Exercise objective: Using the records that follow, copy every line containing the word "created".

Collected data
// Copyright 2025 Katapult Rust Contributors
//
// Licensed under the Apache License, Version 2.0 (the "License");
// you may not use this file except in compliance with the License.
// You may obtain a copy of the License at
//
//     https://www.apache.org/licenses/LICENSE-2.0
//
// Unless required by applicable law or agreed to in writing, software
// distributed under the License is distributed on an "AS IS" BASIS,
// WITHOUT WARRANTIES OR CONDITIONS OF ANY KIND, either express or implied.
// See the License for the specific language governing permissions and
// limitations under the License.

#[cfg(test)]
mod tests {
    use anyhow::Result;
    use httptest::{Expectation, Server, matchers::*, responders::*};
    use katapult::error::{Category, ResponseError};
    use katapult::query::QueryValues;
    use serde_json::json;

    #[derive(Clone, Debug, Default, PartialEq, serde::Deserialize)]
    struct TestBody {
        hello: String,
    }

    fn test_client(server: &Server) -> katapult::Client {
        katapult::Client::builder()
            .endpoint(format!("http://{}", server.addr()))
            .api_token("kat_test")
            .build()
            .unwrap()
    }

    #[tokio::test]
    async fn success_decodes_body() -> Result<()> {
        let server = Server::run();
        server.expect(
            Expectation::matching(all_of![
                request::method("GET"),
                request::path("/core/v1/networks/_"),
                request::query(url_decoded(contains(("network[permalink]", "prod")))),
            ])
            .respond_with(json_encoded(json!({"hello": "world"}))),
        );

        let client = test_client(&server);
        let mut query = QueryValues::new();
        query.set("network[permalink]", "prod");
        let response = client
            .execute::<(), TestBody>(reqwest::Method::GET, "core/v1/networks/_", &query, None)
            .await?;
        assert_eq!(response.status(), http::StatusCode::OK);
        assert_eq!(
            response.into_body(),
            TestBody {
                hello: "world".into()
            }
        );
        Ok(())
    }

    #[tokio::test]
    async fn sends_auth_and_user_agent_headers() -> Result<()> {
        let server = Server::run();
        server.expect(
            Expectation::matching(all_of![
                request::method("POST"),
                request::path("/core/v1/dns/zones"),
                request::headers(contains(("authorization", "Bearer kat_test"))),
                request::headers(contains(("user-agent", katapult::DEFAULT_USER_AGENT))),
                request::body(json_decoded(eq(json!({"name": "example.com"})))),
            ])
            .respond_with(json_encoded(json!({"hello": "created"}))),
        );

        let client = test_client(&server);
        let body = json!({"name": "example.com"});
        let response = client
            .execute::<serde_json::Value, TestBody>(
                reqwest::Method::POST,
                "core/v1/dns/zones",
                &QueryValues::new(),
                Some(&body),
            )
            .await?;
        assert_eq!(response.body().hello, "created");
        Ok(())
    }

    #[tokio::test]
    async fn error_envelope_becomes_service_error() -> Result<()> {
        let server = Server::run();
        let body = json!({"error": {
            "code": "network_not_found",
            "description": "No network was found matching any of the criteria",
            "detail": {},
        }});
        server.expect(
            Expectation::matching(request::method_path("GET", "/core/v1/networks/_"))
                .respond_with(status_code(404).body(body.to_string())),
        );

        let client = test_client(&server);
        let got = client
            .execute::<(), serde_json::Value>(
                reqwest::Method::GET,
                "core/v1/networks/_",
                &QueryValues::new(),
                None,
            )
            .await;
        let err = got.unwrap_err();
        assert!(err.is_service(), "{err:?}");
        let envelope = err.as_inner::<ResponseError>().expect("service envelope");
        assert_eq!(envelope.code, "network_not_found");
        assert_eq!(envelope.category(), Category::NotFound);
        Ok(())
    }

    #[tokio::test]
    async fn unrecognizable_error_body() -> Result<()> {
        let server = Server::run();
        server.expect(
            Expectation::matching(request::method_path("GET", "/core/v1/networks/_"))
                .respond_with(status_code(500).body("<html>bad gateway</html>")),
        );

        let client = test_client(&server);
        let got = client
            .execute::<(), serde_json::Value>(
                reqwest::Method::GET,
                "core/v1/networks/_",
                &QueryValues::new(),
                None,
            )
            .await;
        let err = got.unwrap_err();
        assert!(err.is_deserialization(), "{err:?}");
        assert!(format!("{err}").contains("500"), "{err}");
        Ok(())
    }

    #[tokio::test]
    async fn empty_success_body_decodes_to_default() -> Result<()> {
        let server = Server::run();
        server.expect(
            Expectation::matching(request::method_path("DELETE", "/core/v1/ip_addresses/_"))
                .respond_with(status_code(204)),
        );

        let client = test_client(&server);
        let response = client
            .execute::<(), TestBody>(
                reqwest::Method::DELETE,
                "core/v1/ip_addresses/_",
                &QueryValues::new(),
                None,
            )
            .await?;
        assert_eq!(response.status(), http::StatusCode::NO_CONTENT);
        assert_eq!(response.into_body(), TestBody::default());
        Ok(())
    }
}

Exercise response:
            .respond_with(json_encoded(json!({"hello": "created"}))),
        assert_eq!(response.body().hello, "created");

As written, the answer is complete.